Jihye heard everything. It wasn’t only her ears, though the fox in her fought all morning to show them, to flare at each crack of twig and scrape of bark. It was the way sound travelled here: true and unadorned. A woodpecker’s measured violence. The light lash of a branch against Joaquin’s sleeve. Rafael’s steady cadence of breath matched a horseman’s rhythm. Caleb whispered prayers when he thought no one could hear.
The longer they rode, the more the monotony worked its blade. The forest turned from cathedral to corridor. Trees became the same tree; shadows were the same shadow repeated endlessly. The mind reached for anything that broke the pattern.
Caleb broke first. He rode up alongside Jihye and cleared his throat in the formal way he’d been raised to. “We’re going to need a landmark or a fight soon,” he said, attempting a smile. “I’m beginning to think we’ve angered a god of boredom.”
“Don’t,” Rafael said without turning his head. “They listen.”
“Right. Sorry.” Caleb’s smile died, then staggered back to life. “So. Joaquin. You said the ridge after the birches, then the split rock?”
Joaquin nodded from the rear, where he habitually rode, watching their back trail, measuring the wind. “Two ridges,” he corrected. “Then a cut through the old burn. From there, the Lurines’ vales aren’t far as birds fly, but we’re walking, and the birds don’t owe us favours.”
“You speak like you’ve walked this path too often,” Rafael said, easy as a test.
Joaquin did not answer at first. His freckled hands were light on the reins, and sunlight made the ink along his forearms glimmer, those vine-twined sigils that marked the wood-elves’ sworn. “Often enough,” he said finally. “I served the King before I served you three.”
Caleb shot Jihye a look: the same question, shared and unvoiced. Jihye kept her eyes ahead. The King’s embrace lingered on her shoulder like a pressure she could still feel if she sought it. Remember, Arcanthus, he had whispered, naming a thing and then refusing it.
She hated puzzles that bled.
“Served the King,” Rafael repeated. “In what capacity?”
“As son,” Joaquin said, so simply he could have been telling them what the weather was.
They stopped out of instinct. Even the horses knew a turn when they felt one.
“Son,” Caleb echoed. “You…” He looked Joaquin over again, as if a crown might be tucked beneath the braid behind his ear. “You’re of the royal house?”

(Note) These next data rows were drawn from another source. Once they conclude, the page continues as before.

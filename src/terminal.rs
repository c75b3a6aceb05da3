use std::io::{self, Write};
use std::time::Duration;

use colored::*;
use console_core::StatusView;
use indicatif::{ProgressBar, ProgressStyle};

use crate::presenter::{Panel, Presenter};

/// Coloured terminal rendering of the console panels
pub struct TerminalPresenter<W: Write = io::Stdout> {
    out: W,
    spinner: Option<ProgressBar>,
    failure: Option<String>,
}

impl TerminalPresenter<io::Stdout> {
    pub fn new() -> Self {
        Self::with_writer(io::stdout())
    }
}

impl Default for TerminalPresenter<io::Stdout> {
    fn default() -> Self {
        Self::new()
    }
}

impl<W: Write> TerminalPresenter<W> {
    pub fn with_writer(out: W) -> Self {
        Self {
            out,
            spinner: None,
            failure: None,
        }
    }

    /// Failure currently on screen, if any
    pub fn failure(&self) -> Option<&str> {
        self.failure.as_deref()
    }

    pub fn into_inner(self) -> W {
        self.out
    }

    // Terminal write errors are not actionable here
    fn line(&mut self, text: impl std::fmt::Display) {
        let _ = writeln!(self.out, "{}", text);
    }

    fn start_spinner(&mut self) {
        let pb = ProgressBar::new_spinner();
        pb.set_style(
            ProgressStyle::with_template("{spinner:.green} [{elapsed_precise}] {msg}")
                .unwrap_or_else(|_| ProgressStyle::default_spinner()),
        );
        pb.set_message("Uploading firmware...");
        pb.enable_steady_tick(Duration::from_millis(120));
        self.spinner = Some(pb);
    }

    fn stop_spinner(&mut self) {
        if let Some(pb) = self.spinner.take() {
            pb.finish_and_clear();
        }
    }

    fn credits(&mut self) {
        self.line(format!("{} Hourglass console {}", "✨".blue(), env!("CARGO_PKG_VERSION")).bold());
        self.line(format!("{}Status and OTA updates for the hourglass clock", "   ".dimmed()));
        self.line(format!("{}By {}", "   ".dimmed(), env!("CARGO_PKG_AUTHORS")));
    }
}

impl<W: Write> Presenter for TerminalPresenter<W> {
    fn render_status(&mut self, status: &StatusView) {
        let paint = |text: &str| {
            if status.degraded {
                text.yellow()
            } else {
                text.normal()
            }
        };

        self.line(format!("{} {}", "Version:".bold(), paint(&status.version)));
        self.line("Batteries:".bold());
        for voltage in &status.voltages {
            self.line(format!("{}{}", "   ".dimmed(), paint(voltage)));
        }
        self.line(format!("{} {}", "Charger:".bold(), paint(&status.charging)));
    }

    fn show_panel(&mut self, panel: Panel) {
        match panel {
            Panel::Updating => self.start_spinner(),
            Panel::Main => self.stop_spinner(),
            Panel::Update => {
                self.stop_spinner();
                log::debug!("Update panel shown");
            }
            Panel::Credits => {
                self.stop_spinner();
                self.credits();
            }
        }
    }

    fn report_failure(&mut self, message: &str) {
        self.stop_spinner();
        self.line(format!("{} Update failed: {}", "❌".red(), message).red());
        self.failure = Some(message.to_string());
    }

    fn clear_failure(&mut self) {
        self.failure = None;
    }

    fn upload_succeeded(&mut self, message: &str) {
        self.stop_spinner();
        self.line(format!("{} {}", "✅".green(), message.green()));
    }
}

“The youngest of four,” Joaquin said, and there was something like relief in the saying. “Fourth branch on an old tree. A wind can take me, and the canopy won’t notice. Don’t call me prince,” he added, almost pleading. “I’m a guard. An archer. A path-walker. I like those better. Less bowing.”
Rafael’s mouth thinned, not in disapproval, but thought. “That explains why the King spared us bread and shelter,” he said. “And why he sent you with us, rather than a cohort. A son is a message you can write in your own hand.”
Joaquin shrugged. “He knows I’m happiest with my feet on a road and leaves in my hair. I want no throne. My brothers can have the weight.” He smiled, quick and crooked. “Adventure sits better on me than rule.”
“Adventure,” Caleb muttered, glancing at Jihye. “That’s one name for this.”
“Would you rather go back?” she asked.
“No.” He surprised himself with the speed of it. “No, I wouldn’t.”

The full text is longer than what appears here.